Vivara (VIVA3): Lucro cai 28%, para R$ 88,2 milhões, com peso financeiro
A Vivara (VIVA3) registrou lucro líquido de R$ 88,2 milhões no primeiro trimestre de 2026, queda de 27,9% em relação ao mesmo período do ano passado.
Segundo a companhia, o desempenho foi pressionado por menores patamares de subvenção, maiores despesas financeiras e menor contribuição da linha de imposto de renda.
“O resultado financeiro refletiu a elevação do CDI, o impacto dos juros das debêntures emitidas no segundo semestre de 2025 e um efeito não caixa decorrente da marcação a mercado de instrumento derivativo associado a dívida em moeda estrangeira”, afirmou a Vivara no release de resultados, divulgado na noite desta quinta-feira (7).
A receita líquida somou R$ 595,5 milhões, avanço de 10,9% na comparação anual. Já a receita bruta, líquida de devoluções, cresceu 13,8%, para R$ 751,8 milhões, impulsionada pelo avanço de 9,7% das vendas mesmas lojas e pela alta de 16,2% nas vendas digitais.
Por categoria, Joias foi o destaque, com crescimento de 18,1%, para R$ 388,7 milhões, beneficiada por alta de 7% no ticket médio e de 10,3% no volume. A Life avançou 8,2%, para R$ 252,8 milhões, enquanto Relógios cresceu 17,6%, para R$ 97,8 milhões. Acessórios e serviços recuaram 14%, para R$ 12,6 milhões.
O Ebitda (Lucros antes de Juros, Impostos, Depreciação e Amortização, na sigla em inglês) somou R$ 96,7 milhões, queda de 2,1%, com margem de 16,2%, recuo de 2,2 pontos percentuais. Em base comparável, segundo a Vivara, o Ebitda teria crescido 14,1%, com margem estável, ao ajustar os efeitos de subvenção e tributos incidentes em Manaus.
Os detratores do resultado da Vivara
As despesas operacionais subiram 20,2%, para R$ 319,1 milhões. As despesas com vendas avançaram 20,4%, para R$ 255,3 milhões, refletindo maiores investimentos em marketing para datas sazonais, aumento de frete com o novo centro de distribuição no Espírito Santo e despesas pré-operacionais de lojas.
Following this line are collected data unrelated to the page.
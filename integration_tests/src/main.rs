//! Integration tests for the BLE configuration firmware.
//!
//! Run after flashing the firmware; connects over BLE by advertised name.

mod ble_client;
mod profile;

use std::time::Duration;

use clap::Parser;
use colored::Colorize;

use ble_client::ConfigClient;
use tests::{print_results, run_all_tests};

#[derive(Parser)]
#[command(name = "integration-tests")]
#[command(about = "Integration tests for the BLE configuration firmware")]
struct Args {
    /// Advertised device name
    #[arg(short, long, default_value = "ESP32_BLE_DEVICE")]
    name: String,

    /// BLE scan timeout in seconds
    #[arg(long, default_value = "10")]
    scan_timeout: u64,

    /// Skip the test that writes to flash and restarts the device
    #[arg(long)]
    no_save: bool,
}

#[tokio::main]
async fn main() -> anyhow::Result<()> {
    let args = Args::parse();

    println!("{}", "BLE Configuration Integration Tests".bold());
    println!("Device: \"{}\"", args.name);
    println!();

    println!("Scanning...");
    let scan_timeout = Duration::from_secs(args.scan_timeout);
    let mut client = ConfigClient::connect_by_name(&args.name, scan_timeout).await?;
    println!("{}", "Connected!".green());

    println!("\nRunning tests...\n");

    let results = run_all_tests(&mut client, scan_timeout, !args.no_save).await;
    print_results(&results);

    let _ = client.disconnect().await;

    // Exit with error code if any tests failed
    let failed = results.iter().filter(|r| !r.passed).count();
    if failed > 0 {
        std::process::exit(1);
    }

    Ok(())
}
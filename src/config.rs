//! Configuration constants for the ESP32-S3 BLE configuration firmware

/// Non-volatile storage layout
pub mod storage {
    /// Size of the emulated EEPROM area in bytes
    pub const EEPROM_SIZE: usize = 512;

    /// Flash range holding the emulated EEPROM area (NVS partition of the
    /// default table, six 4 KiB sectors)
    pub const FLASH_RANGE: core::ops::Range<u32> = 0x9000..0xF000;

    /// Offset of the configuration record inside the EEPROM area
    pub const RECORD_OFFSET: usize = 0;
}

/// Persisted record layout
pub mod record {
    /// Format identifier stored in every saved record
    pub const MAGIC_ID: u32 = 0x4543_4647;

    pub const DEVICE_NAME_LEN: usize = 32;
    /// 802.11 limit on an AP name
    pub const WIFI_SSID_LEN: usize = 32;
    /// WPA2 limit on a passphrase
    pub const WIFI_PASSWD_LEN: usize = 64;
    /// Fits "192.168.xxx.xxx:12345"
    pub const ADDR_LEN: usize = 24;

    /// Number of independent application options
    pub const APP_OPTION_COUNT: usize = 8;

    /// Serialized record size: 4 + 32 + 32 + 64 + 24 + 1 + 1 + 24 + 4
    pub const RECORD_SIZE: usize = 186;
}

/// Profile behaviour
pub mod profile {
    /// Minimum interval between two liveness notifications
    pub const TICK_INTERVAL_MS: u32 = 1000;

    /// Largest characteristic value exchanged with the transport
    pub const MAX_VALUE_LEN: usize = 64;

    /// Longest descriptor label kept by the transport
    pub const MAX_LABEL_LEN: usize = 32;

    /// Host loop period driving the liveness tick on the device
    pub const LOOP_PERIOD_MS: u64 = 100;
}

/// UUID scheme shared by all services, characteristics and descriptors
///
/// Characteristic: `GGGGGGGG-0000-1000-8000-E776CC14FE69`,
/// descriptor N of that characteristic: `GGGGGGGG-000N-1000-8000-E776CC14FE69`.
pub mod uuid {
    /// Groups 3 to 5, shared by every attribute of the profile
    pub const TAIL: u128 = 0x1000_8000_E776_CC14_FE69;

    /// Second group of the primary label descriptor
    pub const LABEL_DESCRIPTOR: u16 = 0x0001;

    /// Second group of the supported-modes descriptor
    pub const FEATURE_LIST_DESCRIPTOR: u16 = 0x0002;
}

/// Factory defaults used when no valid record is stored
pub mod defaults {
    pub const DEVICE_NAME: &str = "ESP32_BLE_DEVICE";
    pub const ADDR: &str = "0.0.0.0:0";
    pub const DEVICE_TYPE: u32 = 0x0000_0001;
}
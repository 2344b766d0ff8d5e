//! Admin task for system commands
//!
//! Restart requests from the profile are posted here so the BLE task can
//! finish replying to the client before the chip resets.

use embassy_sync::blocking_mutex::raw::CriticalSectionRawMutex;
use embassy_sync::channel::{Channel, Receiver, Sender};
use embassy_time::{Duration, Timer};

/// Delay between a restart request and the reset
const REBOOT_DELAY_MS: u64 = 500;

/// Admin command types
#[derive(Clone, Copy, Debug)]
pub enum AdminCommand {
    /// Restart firmware
    Reboot,
}

/// Channel for admin commands
pub static ADMIN_CHANNEL: Channel<CriticalSectionRawMutex, AdminCommand, 4> = Channel::new();

/// Type alias for the admin command sender
pub type AdminSender = Sender<'static, CriticalSectionRawMutex, AdminCommand, 4>;

/// Type alias for the admin command receiver
pub type AdminReceiver = Receiver<'static, CriticalSectionRawMutex, AdminCommand, 4>;

fn reboot() -> ! {
    esp_hal::system::software_reset()
}

/// Admin task that handles system commands
pub async fn admin_task(receiver: AdminReceiver) {
    loop {
        match receiver.receive().await {
            AdminCommand::Reboot => {
                log::info!("Admin: rebooting in {} ms", REBOOT_DELAY_MS);
                // Let the GATT reply and the log line go out
                Timer::after(Duration::from_millis(REBOOT_DELAY_MS)).await;
                reboot();
            }
        }
    }
}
O resultado financeiro ficou negativo em R$ 15 milhões no trimestre, ante despesa de R$ 2,1 milhões no 1T25. Segundo a Vivara, a piora refletiu principalmente a alta do CDI, os juros das debêntures emitidas no segundo semestre de 2025 e um efeito não caixa relacionado à marcação a mercado de derivativos atrelados a dívida em moeda estrangeira.
Já os benefícios fiscais ligados à operação em Manaus perderam força no período: a receita de subvenção caiu 20,3%, para R$ 65 milhões, enquanto a menor produção da fábrica reduziu também o reconhecimento de imposto de renda diferido associado às vendas intercompany entre manufatura e varejo.
A dívida líquida encerrou março em R$ 246,6 milhões, abaixo dos R$ 321,4 milhões de um ano antes. A alavancagem, medida por dívida líquida/Ebitda ajustado, ficou em 0,3 vez, ante 0,5 vez no primeiro trimestre de 2025.